Хотя он был солдат и лесник, он очень неохотно взялся за это неотложное дело. Лицо умирающего и его прерывистые слова произвели глубокое и неизгладимое впечатление на человека, которого не легко было смутить. Он все же справился со своей задачей: оттащил тело секретаря с дороги и спрятал в кусты ежевики и шиповника так, чтобы его нельзя было сразу заметить. Затем он вернулся к Фиби; все это время она молча сидела под деревом, у которого споткнулась.
— Пойдем, девушка, — сказал он, — пойдем в замок и подумаем, как нам за это отвечать… Мы и так в большой опасности, а тут еще этот подвернулся мне под руку. Чего он хотел от тебя, милая, что ты бросилась бежать, как безумная?.. Да я и так понимаю… Фил всегда был дьяволом по части девушек, и, я думаю, правильно говорит доктор Рочклиф: с тех пор как записался в праведники, он вобрал в себя семь дьяволов еще почище, чем он сам… Вот здесь, на этом месте, он поднял шпагу на старого баронета… А еще воспитанник нашего прихода… Да ведь это измена… Но, черт побери, теперь он поплатился за все…
— Ох, Джослайн, — сказала Фиби, — как же ты мог поверять такому дурному человеку свои тайны и помогать ему во всех его затеях, когда он пугал круглоголовых джентльменов?
— Да видишь ли, девушка, я ведь узнал его при первой встрече, а тут еще Бевис (он был щенком, когда Фил служил на псарне) стал к нему ласкаться, а потом в замке мы опять наладили с ним старую дружбу, и оказалось, что у него тесная связь с доктором Рочклифом — тот считал его верным роялистом и жил с ним в ладу. Доктор хвастает, что он через него многое узнал; дай бог, чтобы он сам-то не очень с ним откровенничал.
— Ах, Джослайн, — сказала горничная, — лучше бы ты не впускал его за ограду замка.
— Да я бы и не пустил, если бы знал, как его не пустить; но когда он так охотно вступил в наш заговор и объяснил мне, как переодеться актером Робисоном — ведь это его дух являлся Гаррисону; только бы мне не явился никакой дух! — когда научил меня пугать его законного господина, что мне оставалось думать, девушка? Надеюсь только, что доктор не сообщил ему самую главную тайну… Но вот мы и у замка. Иди в свою комнату, девушка, и успокойся. Я пойду поищу доктора Рочклифа: он всегда толкует о том, что может быстро и без отказа помочь всякому делу. Вот тут-то он и пригодится.
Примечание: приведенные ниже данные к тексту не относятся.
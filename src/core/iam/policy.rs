//! IAM Policy document structure
//!
//! Policies define what actions are allowed, denied or limited on resources.
//! A [`PolicyDocument`] is the editable form; once bound to a principal it is
//! published as an immutable, versioned [`PolicyVersion`].

use super::condition::Condition;
use super::contract::Contract;
use super::keys::KeySnapshot;
use super::pattern::{CaseSensitivity, PatternMatcher, ResourcePattern};
use super::principal::{EffectivePrincipal, PrincipalPattern, ResourceAccount};
use super::quota::QuotaLimit;
use crate::validation::QualifiedName;
use serde::{Deserialize, Serialize};

/// Effect of a policy statement
#[derive(Debug, Clone, Copy, PartialEq, Eq, Hash, Serialize, Deserialize)]
pub enum Effect {
    /// Allow the action
    Allow,
    /// Deny the action (takes precedence over Allow)
    Deny,
    /// Cap the amount of a resource that may be allocated
    Limit,
}

/// A single policy statement
#[derive(Debug, Clone, PartialEq, Serialize, Deserialize)]
#[serde(rename_all = "PascalCase")]
pub struct Statement {
    /// Statement ID (optional)
    #[serde(default, skip_serializing_if = "Option::is_none")]
    pub sid: Option<String>,

    /// Effect of this statement
    pub effect: Effect,

    /// Action patterns this statement applies to (e.g. `ec2:Describe*`)
    pub action: Vec<String>,

    /// Resource patterns this statement applies to (supports wildcards)
    pub resource: Vec<ResourcePattern>,

    /// Principals a resource policy statement applies to
    #[serde(default, skip_serializing_if = "Option::is_none")]
    pub principal: Option<Vec<String>>,

    /// Conditions that must all hold for the statement to apply
    #[serde(default, skip_serializing_if = "Vec::is_empty")]
    pub condition: Vec<Condition>,

    /// Obligation delivered when this statement grants access
    #[serde(default, skip_serializing_if = "Option::is_none")]
    pub contract: Option<Contract>,

    /// Ceiling carried by a `Limit` statement
    #[serde(default, skip_serializing_if = "Option::is_none")]
    pub quota: Option<QuotaLimit>,
}

impl Statement {
    /// Create a new statement
    pub fn new<A, R>(effect: Effect, action: A, resource: R) -> Self
    where
        A: IntoIterator,
        A::Item: Into<String>,
        R: IntoIterator,
        R::Item: Into<ResourcePattern>,
    {
        Statement {
            sid: None,
            effect,
            action: action.into_iter().map(Into::into).collect(),
            resource: resource.into_iter().map(Into::into).collect(),
            principal: None,
            condition: Vec::new(),
            contract: None,
            quota: None,
        }
    }

    /// Create a `Limit` statement carrying a quota
    pub fn limit<A, R>(action: A, resource: R, quota: QuotaLimit) -> Self
    where
        A: IntoIterator,
        A::Item: Into<String>,
        R: IntoIterator,
        R::Item: Into<ResourcePattern>,
    {
        let mut statement = Self::new(Effect::Limit, action, resource);
        statement.quota = Some(quota);
        statement
    }

    pub fn with_sid(mut self, sid: impl Into<String>) -> Self {
        self.sid = Some(sid.into());
        self
    }

    pub fn with_condition(mut self, condition: Condition) -> Self {
        self.condition.push(condition);
        self
    }

    pub fn with_contract(mut self, contract: Contract) -> Self {
        self.contract = Some(contract);
        self
    }

    pub fn with_principal<P>(mut self, principals: P) -> Self
    where
        P: IntoIterator,
        P::Item: Into<String>,
    {
        self.principal = Some(principals.into_iter().map(Into::into).collect());
        self
    }

    /// Check if any action pattern covers the qualified action
    pub fn matches_action(&self, matcher: &PatternMatcher, action: &QualifiedName) -> bool {
        let action = action.to_string();
        self.action
            .iter()
            .any(|pattern| matcher.matches(pattern, &action, CaseSensitivity::Insensitive))
    }

    /// Check if any resource pattern covers the resource
    pub fn matches_resource(
        &self,
        matcher: &PatternMatcher,
        resource_account: &ResourceAccount,
        resource_type: Option<&QualifiedName>,
        resource_name: &str,
    ) -> bool {
        self.resource.iter().any(|pattern| {
            pattern.matches(matcher, resource_account, resource_type, resource_name)
        })
    }

    /// Check the `Principal` element; statements without one apply to anyone
    pub fn matches_principal(&self, matcher: &PatternMatcher, principal: &EffectivePrincipal) -> bool {
        match &self.principal {
            None => true,
            Some(patterns) => patterns
                .iter()
                .any(|raw| PrincipalPattern::parse(raw).matches(matcher, principal)),
        }
    }

    /// Check that every condition holds against the snapshot
    pub fn conditions_hold(&self, snapshot: &KeySnapshot, matcher: &PatternMatcher) -> bool {
        self.condition
            .iter()
            .all(|condition| condition.evaluate(snapshot, matcher))
    }

    pub fn is_unconditional(&self) -> bool {
        self.condition.is_empty()
    }

    /// True when one of the resource patterns is the universal `*`
    pub fn covers_all_resources(&self) -> bool {
        self.resource.iter().any(ResourcePattern::is_any)
    }
}

/// Editable IAM policy document
#[derive(Debug, Clone, PartialEq, Serialize, Deserialize)]
#[serde(rename_all = "PascalCase")]
pub struct PolicyDocument {
    /// Policy language version
    pub version: String,

    /// List of policy statements
    pub statement: Vec<Statement>,
}

impl PolicyDocument {
    /// Create a new empty policy
    pub fn new() -> Self {
        PolicyDocument {
            version: "2012-10-17".to_string(),
            statement: Vec::new(),
        }
    }

    /// Add a statement to this policy
    pub fn add_statement(&mut self, statement: Statement) {
        self.statement.push(statement);
    }

    /// Builder form of [`add_statement`](Self::add_statement)
    pub fn with_statement(mut self, statement: Statement) -> Self {
        self.add_statement(statement);
        self
    }

    /// Parse policy from JSON string
    pub fn from_json(json: &str) -> Result<Self, serde_json::Error> {
        serde_json::from_str(json)
    }

    /// Serialize policy to JSON string
    pub fn to_json(&self) -> Result<String, serde_json::Error> {
        serde_json::to_string_pretty(self)
    }

    /// Validate policy structure
    pub fn validate(&self) -> Result<(), String> {
        if self.statement.is_empty() {
            return Err("Policy must have at least one statement".to_string());
        }

        for (i, stmt) in self.statement.iter().enumerate() {
            if stmt.action.is_empty() {
                return Err(format!("Statement {} has no actions", i));
            }
            if stmt.resource.is_empty() {
                return Err(format!("Statement {} has no resources", i));
            }
            match (stmt.effect, &stmt.quota) {
                (Effect::Limit, None) => {
                    return Err(format!("Statement {} is a Limit without a quota", i));
                }
                (Effect::Allow | Effect::Deny, Some(_)) => {
                    return Err(format!("Statement {} carries a quota but is not a Limit", i));
                }
                _ => {}
            }
            if stmt.contract.is_some() && stmt.effect != Effect::Allow {
                return Err(format!("Statement {} attaches a contract but is not an Allow", i));
            }
            if let Some(condition) = stmt.condition.iter().find(|c| c.values.is_empty()) {
                return Err(format!(
                    "Statement {} has a {:?} condition on {} without values",
                    i, condition.operator, condition.key
                ));
            }
        }

        Ok(())
    }

    /// Publish as an immutable policy version
    pub fn into_version(
        self,
        policy_id: impl Into<String>,
        account_number: impl Into<String>,
        scope: PolicyScope,
    ) -> PolicyVersion {
        PolicyVersion::new(policy_id, account_number, scope, self.statement)
    }
}

impl Default for PolicyDocument {
    fn default() -> Self {
        Self::new()
    }
}

/// Where a policy is attached
#[derive(Debug, Clone, Copy, PartialEq, Eq, Hash, Serialize, Deserialize)]
pub enum PolicyScope {
    Account,
    Group,
    User,
    Role,
    /// Attached to the target resource rather than an identity
    Resource,
}

/// Immutable, versioned policy owned by an account
#[derive(Debug, Clone, PartialEq)]
pub struct PolicyVersion {
    policy_id: String,
    version_id: String,
    account_number: String,
    scope: PolicyScope,
    statements: Vec<Statement>,
}

impl PolicyVersion {
    pub fn new(
        policy_id: impl Into<String>,
        account_number: impl Into<String>,
        scope: PolicyScope,
        statements: Vec<Statement>,
    ) -> Self {
        PolicyVersion {
            policy_id: policy_id.into(),
            version_id: "v1".to_string(),
            account_number: account_number.into(),
            scope,
            statements,
        }
    }

    pub fn with_version_id(mut self, version_id: impl Into<String>) -> Self {
        self.version_id = version_id.into();
        self
    }

    pub fn policy_id(&self) -> &str {
        &self.policy_id
    }

    pub fn version_id(&self) -> &str {
        &self.version_id
    }

    pub fn account_number(&self) -> &str {
        &self.account_number
    }

    pub fn scope(&self) -> PolicyScope {
        self.scope
    }

    pub fn statements(&self) -> &[Statement] {
        &self.statements
    }

    pub fn is_resource_policy(&self) -> bool {
        self.scope == PolicyScope::Resource
    }
}

#[cfg(test)]
mod tests {
    use super::*;
    use crate::iam::{ConditionOperator, ContractType, QuotaScope};

    fn action(name: &str) -> QualifiedName {
        QualifiedName::parse(name).unwrap()
    }

    #[test]
    fn test_policy_creation() {
        let mut policy = PolicyDocument::new();
        assert_eq!(policy.statement.len(), 0);

        policy.add_statement(Statement::new(
            Effect::Allow,
            ["ec2:RunInstances"],
            ["*"],
        ));

        assert_eq!(policy.statement.len(), 1);
    }

    #[test]
    fn test_policy_json_roundtrip() {
        let policy = PolicyDocument::new().with_statement(
            Statement::new(Effect::Allow, ["ec2:Describe*", "ec2:RunInstances"], ["*"])
                .with_condition(Condition::new(
                    ConditionOperator::StringEquals,
                    "aws:username",
                    ["alice"],
                ))
                .with_contract(Contract::new(ContractType::MaxKeys, "50")),
        );

        let json = policy.to_json().unwrap();
        let parsed = PolicyDocument::from_json(&json).unwrap();

        assert_eq!(parsed, policy);
        assert_eq!(parsed.statement[0].action.len(), 2);
    }

    #[test]
    fn test_policy_from_iam_json() {
        let json = r#"{
            "Version": "2012-10-17",
            "Statement": [
                {"Effect": "Allow", "Action": ["ec2:*"], "Resource": ["arn:aws:ec2:::instance/*"]},
                {"Effect": "Limit", "Action": ["ec2:RunInstances"], "Resource": ["*"],
                 "Quota": {"ResourceType": "ec2:instance", "Maximum": 5, "Scope": "Account"}}
            ]
        }"#;
        let policy = PolicyDocument::from_json(json).unwrap();
        assert!(policy.validate().is_ok());
        assert_eq!(
            policy.statement[1].quota.as_ref().map(|q| q.scope),
            Some(QuotaScope::Account)
        );
    }

    #[test]
    fn test_policy_validation() {
        let empty_policy = PolicyDocument::new();
        assert!(empty_policy.validate().is_err());

        let valid_policy =
            PolicyDocument::new().with_statement(Statement::new(Effect::Allow, ["ec2:*"], ["*"]));
        assert!(valid_policy.validate().is_ok());

        let no_quota = PolicyDocument::new().with_statement(Statement::new(
            Effect::Limit,
            ["ec2:RunInstances"],
            ["*"],
        ));
        assert!(no_quota.validate().is_err());

        let deny_contract = PolicyDocument::new().with_statement(
            Statement::new(Effect::Deny, ["ec2:*"], ["*"])
                .with_contract(Contract::new(ContractType::MaxKeys, "1")),
        );
        assert!(deny_contract.validate().is_err());

        let empty_condition = PolicyDocument::new().with_statement(
            Statement::new(Effect::Allow, ["ec2:*"], ["*"]).with_condition(Condition::new(
                ConditionOperator::NotIpAddress,
                "aws:sourceip",
                Vec::<String>::new(),
            )),
        );
        assert!(empty_condition.validate().is_err());
    }

    #[test]
    fn test_statement_matching() {
        let m = PatternMatcher::default();
        let stmt = Statement::new(Effect::Allow, ["ec2:Describe*"], ["ec2:instance/i-*"]);
        let instance = QualifiedName::new("ec2", "instance").unwrap();

        assert!(stmt.matches_action(&m, &action("ec2:DescribeInstances")));
        assert!(!stmt.matches_action(&m, &action("ec2:CreateInstances")));
        let own = ResourceAccount::Unowned;
        assert!(stmt.matches_resource(&m, &own, Some(&instance), "i-123"));
        assert!(!stmt.matches_resource(&m, &own, Some(&instance), "vol-1"));
        assert!(!stmt.covers_all_resources());
        assert!(stmt.is_unconditional());
    }

    #[test]
    fn test_published_version_is_read_only() {
        let version = PolicyDocument::new()
            .with_statement(Statement::new(Effect::Allow, ["ec2:*"], ["*"]))
            .into_version("p-1", "000000000001", PolicyScope::User)
            .with_version_id("v3");

        assert_eq!(version.policy_id(), "p-1");
        assert_eq!(version.version_id(), "v3");
        assert_eq!(version.account_number(), "000000000001");
        assert_eq!(version.statements().len(), 1);
        assert!(!version.is_resource_policy());
    }
}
Фиби ушла в свою комнату; в момент опасности ее силы удвоились, а сейчас, когда опасность миновала, они ее покинули; с ней начались нервные припадки, быстро сменявшие друг друга; чтобы она успокоилась, потребовался неустанный уход матушки Джелликот и не такие суетливые, но более внимательные заботы мисс Алисы.
Между тем егерь сообщил обо всем всеведущему доктору, который был чрезвычайно растерян, встревожен и даже рассердился на Джослайна за то, что тот убил человека, на которого он привык полагаться. Но по лицу его было видно, что он сомневается, не слишком ли опрометчиво доверился Томкинсу; подозрение мучило его тем больше, что он не хотел в нем признаться, — ведь это означало бы, что его подвела проницательность, которой он так гордился.
Однако же доверие доктора Рочклифа к Томкинсу как будто имело под собой достаточные основания.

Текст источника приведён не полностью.